■ WHAT THE TASK REQUIRES
Print the data that follows exactly as it stands, from its first line through the line containing "#[derive(Debug, Default, Clone, Copy, PartialEq, Deserialize)]", and stop there.

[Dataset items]
>>>>

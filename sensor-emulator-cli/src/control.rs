use std::io::BufRead;

use sensor_emulator::config::Correction;
use sensor_emulator::control::Setpoint;

use crate::read;
use crate::sensor::Emulator;

/// Apply each control line from stdin and print what a controller then reads.
///
/// Bad lines are logged and skipped, as the firmware does.
pub(crate) fn action(emulator: &mut Emulator, correction: &Correction) -> anyhow::Result<()> {
    for line in std::io::stdin().lock().lines() {
        let line = line?;
        if line.trim().is_empty() {
            continue;
        }
        match Setpoint::parse(&line) {
            Ok(setpoint) => setpoint.apply_to(emulator.peripheral(), correction),
            Err(e) => {
                log::warn!("ignoring control line {line:?}: {e}");
                continue;
            }
        }
        println!("{}", read::measure(emulator.peripheral())?);
    }
    Ok(())
}
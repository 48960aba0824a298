//! JSON messages exchanged with the test rig over a serial line.
//!
//! The rig sends one [`Setpoint`] per line to change what the emulated sensors
//! report, and receives a [`RelayReport`] whenever the thermostat switches one of
//! its outputs.

use serde::{Deserialize, Serialize};

use crate::Error;
use crate::Peripheral;
use crate::config::Correction;

/// Values requested by the rig. Absent fields leave the sensor unchanged.
#[derive(Debug, Default, Clone, Copy, PartialEq, Deserialize)]
pub struct Setpoint {
    /// Temperature in °C.
    #[serde(default)]
    pub temperature: Option<f64>,
    /// Relative humidity in %.
    #[serde(default)]
    pub humidity: Option<f64>,
}

impl Setpoint {
    /// Parse one control line, such as `{"temperature": 21.5}`.
    ///
    /// Surrounding whitespace, including the line terminator, is ignored, as are
    /// unknown fields.
    pub fn parse(line: &str) -> Result<Self, Error> {
        let (setpoint, _): (Self, usize) =
            serde_json_core::from_str(line.trim()).map_err(|_| Error::InvalidControlMessage)?;
        if setpoint.temperature.is_none() && setpoint.humidity.is_none() {
            return Err(Error::EmptyControlMessage);
        }
        Ok(setpoint)
    }

    /// Parse a control line received as raw bytes.
    pub fn parse_bytes(line: &[u8]) -> Result<Self, Error> {
        let line = core::str::from_utf8(line).map_err(|_| Error::InvalidControlMessage)?;
        Self::parse(line)
    }

    /// Push the requested values to every peripheral.
    ///
    /// Temperature is always set before humidity, which the BME280 needs. The
    /// correction only applies to temperature.
    pub fn apply(&self, peripherals: &mut [&mut dyn Peripheral], correction: &Correction) {
        for peripheral in peripherals.iter_mut() {
            self.apply_to(&mut **peripheral, correction);
        }
    }

    /// Push the requested values to a single peripheral.
    pub fn apply_to(&self, peripheral: &mut dyn Peripheral, correction: &Correction) {
        if let Some(celsius) = self.temperature {
            let sent = correction.apply(celsius);
            log::debug!("{}: temperature {celsius} °C (sent {sent})", peripheral.kind());
            peripheral.set_temperature(sent);
        }
        if let Some(percent) = self.humidity {
            log::debug!("{}: humidity {percent} %", peripheral.kind());
            peripheral.set_humidity(percent);
        }
    }
}

/// State of the thermostat's fan, heat and cool outputs, 1 when energised.
#[derive(Debug, Default, Clone, Copy, PartialEq, Eq, Serialize, Deserialize)]
#[cfg_attr(feature = "defmt", derive(defmt::Format))]
pub struct RelayReport {
    /// Fan.
    pub input0: u8,
    /// Heat.
    pub input1: u8,
    /// Cool.
    pub input2: u8,
}

impl RelayReport {
    /// Report from the three input levels, in fan, heat, cool order.
    pub fn from_levels([fan, heat, cool]: [bool; 3]) -> Self {
        Self {
            input0: fan.into(),
            input1: heat.into(),
            input2: cool.into(),
        }
    }

    /// Serialise as a single JSON line, newline included, into `buf`.
    ///
    /// Returns the number of bytes written.
    pub fn write_line(&self, buf: &mut [u8]) -> Result<usize, Error> {
        let len = serde_json_core::to_slice(self, buf).map_err(|_| Error::ReportTooLong)?;
        let newline = buf.get_mut(len).ok_or(Error::ReportTooLong)?;
        *newline = b'\n';
        Ok(len + 1)
    }
}
//! Declarative, typed command-line flag parsing.
//!
//! A flag set is a plain struct whose fields are the flag values. Each field
//! is registered, in declaration order, into a [`Schema`] that the [`Parser`]
//! walks for every token. Parsing never fails and never stops early: it
//! returns the populated flags, the leftover positional arguments and every
//! problem it found, all at once.
//!
//! ```
//! use flagscan::{Flags, Parsed};
//!
//! #[derive(Flags, Debug)]
//! struct ServerFlags {
//!     #[flag("--port", default = 8080)]
//!     port: u16,
//!     #[flag("--help", alias = "-h")]
//!     help: bool,
//! }
//!
//! let Parsed { flags, args, errors } = ServerFlags::parse(&["server", "--port", "9000"]);
//! assert_eq!(flags.port, 9000);
//! assert!(!flags.help);
//! assert_eq!(args, ["server"]);
//! assert!(errors.is_empty());
//! ```
//!
//! Flag sets can be layered: parse a shared set permissively first, then hand
//! the leftovers to a command-specific set with [`Flags::parse_chained`].
//!
//! Token rules:
//! - names and aliases match by exact string equality only (no `--name=value`);
//! - `--` ends flag scanning, everything after it is positional;
//! - a value that starts with `-` is never taken as a flag's value.

extern crate self as flagscan;

mod descriptor;
mod error;
mod flags;
mod name;
mod parser;
mod schema;
mod value;

pub use descriptor::{Assign, Descriptor};
pub use error::{Errors, FlagError, FlagNameError, ValueError};
pub use flags::{Flags, Parsed};
pub use name::{FlagName, MARKER, TERMINATOR, is_valid_flag_name};
pub use parser::{ParseOptions, Parser, UnknownFlags};
pub use schema::{FlagInfo, Schema, SchemaBuilder};
pub use value::FlagValue;

/// Derive [`Flags`] for a struct with named fields.
///
/// Every field needs a `#[flag("--name")]` attribute, optionally with
/// `alias = "-n"` and `default = <expr>`. Names are checked while the macro
/// expands, so a malformed name is a compile error. The derive also
/// implements [`Default`], using each field's `default` expression or
/// `Default::default()`.
///
/// ```
/// #[derive(flagscan::Flags)]
/// struct Accepted {
///     #[flag("--port", alias = "-p", default = 8080)]
///     port: u16,
///     #[flag("-")]
///     stdin: bool,
/// }
/// ```
///
/// A name must start with `-`:
///
/// ```compile_fail
/// #[derive(flagscan::Flags)]
/// struct Unprefixed {
///     #[flag("port")]
///     port: u16,
/// }
/// ```
///
/// It cannot be empty:
///
/// ```compile_fail
/// #[derive(flagscan::Flags)]
/// struct Empty {
///     #[flag("")]
///     port: u16,
/// }
/// ```
///
/// It cannot be the `--` terminator:
///
/// ```compile_fail
/// #[derive(flagscan::Flags)]
/// struct Terminator {
///     #[flag("--")]
///     rest: bool,
/// }
/// ```
///
/// Aliases follow the same rules:
///
/// ```compile_fail
/// #[derive(flagscan::Flags)]
/// struct BadAlias {
///     #[flag("--port", alias = "p")]
///     port: u16,
/// }
/// ```
///
/// Each key may appear once:
///
/// ```compile_fail
/// #[derive(flagscan::Flags)]
/// struct TwoAliases {
///     #[flag("--port", alias = "-p", alias = "-P")]
///     port: u16,
/// }
/// ```
///
/// Only `alias` and `default` are known keys:
///
/// ```compile_fail
/// #[derive(flagscan::Flags)]
/// struct UnknownKey {
///     #[flag("--port", short = "-p")]
///     port: u16,
/// }
/// ```
///
/// Every field must be a flag:
///
/// ```compile_fail
/// #[derive(flagscan::Flags)]
/// struct Undeclared {
///     #[flag("--port")]
///     port: u16,
///     host: String,
/// }
/// ```
///
/// Fields must be named:
///
/// ```compile_fail
/// #[derive(flagscan::Flags)]
/// struct Tuple(#[flag("--port")] u16);
/// ```
#[cfg(feature = "derive")]
pub use flagscan_macros::Flags;
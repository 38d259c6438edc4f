use proc_macro::TokenStream;
use quote::quote;
use syn::{
    Data, DeriveInput, Expr, Field, Fields, Ident, LitStr, Result, Token,
    ext::IdentExt,
    parse::{Parse, ParseStream},
    parse_macro_input,
    spanned::Spanned,
};

/// Derive `flagscan::Flags` and `Default` for a struct with named fields.
///
/// Every field must carry a `#[flag(...)]` attribute:
///
/// ```ignore
/// #[derive(flagscan::Flags)]
/// struct ServerFlags {
///     #[flag("--port", alias = "-p", default = 8080)]
///     port: u16,
///     #[flag("--help", alias = "-h")]
///     help: bool,
///     #[flag("--tag")]
///     tags: Vec<String>,
/// }
/// ```
///
/// Names and aliases must start with `-` and must not be `--`; anything else
/// is rejected here, at compile time.
#[proc_macro_derive(Flags, attributes(flag))]
pub fn derive_flags(input: TokenStream) -> TokenStream {
    let input = parse_macro_input!(input as DeriveInput);

    match expand_flags(input) {
        Ok(tokens) => tokens.into(),
        Err(err) => err.to_compile_error().into(),
    }
}

struct FlagAttr {
    name: LitStr,
    alias: Option<LitStr>,
    default: Option<Expr>,
}

impl Parse for FlagAttr {
    fn parse(input: ParseStream) -> Result<Self> {
        let name: LitStr = input.parse()?;
        let mut attr = Self {
            name,
            alias: None,
            default: None,
        };

        while !input.is_empty() {
            input.parse::<Token![,]>()?;
            if input.is_empty() {
                break;
            }
            // `default` is a contextual keyword, so accept any identifier here.
            let key = input.call(Ident::parse_any)?;
            input.parse::<Token![=]>()?;
            match key.to_string().as_str() {
                "alias" if attr.alias.is_none() => attr.alias = Some(input.parse()?),
                "default" if attr.default.is_none() => attr.default = Some(input.parse()?),
                "alias" | "default" => {
                    return Err(syn::Error::new(key.span(), format!("duplicate key: {key}")));
                }
                other => {
                    return Err(syn::Error::new(
                        key.span(),
                        format!("unknown flag key: {other} (expected `alias` or `default`)"),
                    ));
                }
            }
        }

        Ok(attr)
    }
}

struct FlagField<'a> {
    ident: &'a Ident,
    attr: FlagAttr,
}

fn expand_flags(input: DeriveInput) -> Result<proc_macro2::TokenStream> {
    let Data::Struct(data) = &input.data else {
        return Err(syn::Error::new(
            input.ident.span(),
            "#[derive(Flags)] only supports structs",
        ));
    };
    let Fields::Named(named) = &data.fields else {
        return Err(syn::Error::new(
            data.fields.span(),
            "#[derive(Flags)] requires named fields",
        ));
    };

    let fields = named
        .named
        .iter()
        .map(flag_field)
        .collect::<Result<Vec<_>>>()?;

    let registrations = fields.iter().map(|f| {
        let ident = f.ident;
        let name = &f.attr.name;
        let alias = f.attr.alias.as_ref().unwrap_or(name);
        quote! { .aliased(#name, #alias, &mut self.#ident) }
    });

    let inits = fields.iter().map(|f| {
        let ident = f.ident;
        match &f.attr.default {
            Some(expr) => quote! { #ident: #expr },
            None => quote! { #ident: ::core::default::Default::default() },
        }
    });

    let ident = &input.ident;
    let (impl_generics, ty_generics, where_clause) = input.generics.split_for_impl();

    Ok(quote! {
        impl #impl_generics ::flagscan::Flags for #ident #ty_generics #where_clause {
            fn schema(&mut self) -> ::flagscan::Schema<'_> {
                ::flagscan::Schema::builder()
                    #(#registrations)*
                    .build()
            }
        }

        impl #impl_generics ::core::default::Default for #ident #ty_generics #where_clause {
            fn default() -> Self {
                Self {
                    #(#inits),*
                }
            }
        }
    })
}

fn flag_field(field: &Field) -> Result<FlagField<'_>> {
    let Some(ident) = field.ident.as_ref() else {
        return Err(syn::Error::new(field.span(), "expected a named field"));
    };

    let mut attr: Option<FlagAttr> = None;
    for a in field.attrs.iter().filter(|a| a.path().is_ident("flag")) {
        if attr.is_some() {
            return Err(syn::Error::new(
                a.span(),
                "only one #[flag(...)] attribute per field",
            ));
        }
        attr = Some(a.parse_args()?);
    }
    let Some(attr) = attr else {
        return Err(syn::Error::new(
            ident.span(),
            format!("field `{ident}` is missing #[flag(\"--name\")]"),
        ));
    };

    validate_flag_name(&attr.name)?;
    if let Some(alias) = &attr.alias {
        validate_flag_name(alias)?;
    }

    Ok(FlagField { ident, attr })
}

// Same rule as `flagscan::FlagName::new`.
fn validate_flag_name(lit: &LitStr) -> Result<()> {
    let value = lit.value();
    if value.is_empty() {
        return Err(syn::Error::new(lit.span(), "flag name cannot be empty"));
    }
    if value == "--" {
        return Err(syn::Error::new(
            lit.span(),
            "flag name cannot be `--`, it terminates flag scanning",
        ));
    }
    if !value.starts_with('-') {
        return Err(syn::Error::new(
            lit.span(),
            format!("flag name `{value}` must start with `-`"),
        ));
    }
    Ok(())
}
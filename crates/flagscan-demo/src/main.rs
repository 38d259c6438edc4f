use std::process::ExitCode;

use anyhow::{Context, Result};
use flagscan::{FlagInfo, Flags, ParseOptions, Parsed};
use serde::Serialize;
use tracing_subscriber::{EnvFilter, fmt};

const ABOUT: &str = "Resolves a server configuration from flags and prints it as JSON.";

/// Flags shared by every command, parsed first and permissively.
#[derive(Flags, Debug)]
struct SharedFlags {
    #[flag("--verbose", alias = "-v")]
    verbose: bool,
}

#[derive(Flags, Debug, Serialize)]
struct ServeFlags {
    #[flag("--port", alias = "-p", default = 8080)]
    port: u16,
    #[flag("--host", default = String::from("127.0.0.1"))]
    host: String,
    #[flag("--tag", alias = "-t")]
    tags: Vec<String>,
    #[flag("--describe")]
    #[serde(skip)]
    describe: bool,
    #[flag("--help", alias = "-h")]
    #[serde(skip)]
    help: bool,
}

fn main() -> Result<ExitCode> {
    let argv: Vec<String> = std::env::args().collect();

    let Parsed {
        flags: shared,
        mut args,
        mut errors,
    } = SharedFlags::parse_with(argv.as_slice(), ParseOptions::permissive());
    init_tracing(shared.verbose);

    let flags = ServeFlags::parse_chained(&mut args, &mut errors);
    tracing::debug!(?shared, ?flags, ?args, "arguments parsed");

    let program = args.first().map(String::as_str).unwrap_or("flagscan-demo");
    if errors.has_errors() {
        eprint!("Invalid arguments:{errors}");
        return Ok(ExitCode::from(2));
    }
    if args.len() > 1 {
        eprintln!("{program} doesn't take any argument.");
        return Ok(ExitCode::from(2));
    }

    if flags.help {
        print!("{}", help(program));
        return Ok(ExitCode::SUCCESS);
    }

    if flags.describe {
        let infos: Vec<FlagInfo> = SharedFlags::describe()
            .into_iter()
            .chain(ServeFlags::describe())
            .collect();
        let json = serde_json::to_string_pretty(&infos).context("failed to encode flag list")?;
        println!("{json}");
        return Ok(ExitCode::SUCCESS);
    }

    tracing::info!(host = %flags.host, port = flags.port, "configuration resolved");
    let json = serde_json::to_string_pretty(&flags).context("failed to encode configuration")?;
    println!("{json}");
    Ok(ExitCode::SUCCESS)
}

fn help(program: &str) -> String {
    let mut out = format!("{program}\n{program} --port 8080\n\n{ABOUT}\n\nFlags:\n");

    let rows: Vec<(String, &str)> = SharedFlags::describe()
        .iter()
        .chain(ServeFlags::describe().iter())
        .map(|info| (format_flag(info), info.type_tag))
        .collect();
    let width = rows.iter().map(|(left, _)| left.len()).max().unwrap_or(0);
    for (left, type_tag) in rows {
        out.push_str(&format!("  {left:width$}  {type_tag}\n"));
    }
    out
}

fn format_flag(info: &FlagInfo) -> String {
    let mut out = info.name.to_string();
    if info.alias != info.name {
        out.push_str(", ");
        out.push_str(info.alias);
    }
    if info.takes_value {
        out.push_str(" <VALUE>");
    }
    out
}

fn init_tracing(verbose: bool) {
    let default = if verbose { "debug" } else { "info" };
    let filter = EnvFilter::try_from_default_env().unwrap_or_else(|_| EnvFilter::new(default));
    fmt()
        .with_env_filter(filter)
        .with_target(false)
        .with_writer(std::io::stderr)
        .compact()
        .init();
}
use std::fmt;

use crate::error::FlagNameError;

/// The leading character that marks a token as a flag.
pub const MARKER: char = '-';

/// Ends flag scanning; every later token is positional.
pub const TERMINATOR: &str = "--";

/// Whether `name` may be used as a flag name or alias.
///
/// A valid name starts with `-` and is not the `--` terminator. `-` and `---`
/// are accepted.
pub const fn is_valid_flag_name(name: &str) -> bool {
    let bytes = name.as_bytes();
    if bytes.is_empty() || bytes[0] != b'-' {
        return false;
    }
    !(bytes.len() == 2 && bytes[1] == b'-')
}

/// A validated flag name or alias.
#[derive(Debug, Clone, Copy, PartialEq, Eq, Hash)]
pub struct FlagName(&'static str);

impl FlagName {
    /// Check a name that may be malformed, reporting which rule it breaks.
    pub fn new(name: &'static str) -> Result<Self, FlagNameError> {
        if is_valid_flag_name(name) {
            return Ok(Self(name));
        }
        Err(if name.is_empty() {
            FlagNameError::Empty
        } else if name == TERMINATOR {
            FlagNameError::Terminator
        } else {
            FlagNameError::MissingPrefix(name.to_string())
        })
    }

    pub fn as_str(&self) -> &'static str {
        self.0
    }
}

impl AsRef<str> for FlagName {
    fn as_ref(&self) -> &str {
        self.0
    }
}

impl PartialEq<str> for FlagName {
    fn eq(&self, other: &str) -> bool {
        self.0 == other
    }
}

impl fmt::Display for FlagName {
    fn fmt(&self, f: &mut fmt::Formatter<'_>) -> fmt::Result {
        f.write_str(self.0)
    }
}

<<<<

■ WRITTEN ANSWER
filename sensor-emulator-cli/src/control.rs
use std::io::BufRead;

use sensor_emulator::config::Correction;
use sensor_emulator::control::Setpoint;

use crate::read;
use crate::sensor::Emulator;

/// Apply each control line from stdin and print what a controller then reads.
///
/// Bad lines are logged and skipped, as the firmware does.
pub(crate) fn action(emulator: &mut Emulator, correction: &Correction) -> anyhow::Result<()> {
    for line in std::io::stdin().lock().lines() {
        let line = line?;
        if line.trim().is_empty() {
            continue;
        }
        match Setpoint::parse(&line) {
            Ok(setpoint) => setpoint.apply_to(emulator.peripheral(), correction),
            Err(e) => {
                log::warn!("ignoring control line {line:?}: {e}");
                continue;
            }
        }
        println!("{}", read::measure(emulator.peripheral())?);
    }
    Ok(())
}
repository 48960aba0824a298
//! JSON messages exchanged with the test rig over a serial line.
//!
//! The rig sends one [`Setpoint`] per line to change what the emulated sensors
//! report, and receives a [`RelayReport`] whenever the thermostat switches one of
//! its outputs.

use serde::{Deserialize, Serialize};

use crate::Error;
use crate::Peripheral;
use crate::config::Correction;

/// Values requested by the rig. Absent fields leave the sensor unchanged.
#[derive(Debug, Default, Clone, Copy, PartialEq, Deserialize)]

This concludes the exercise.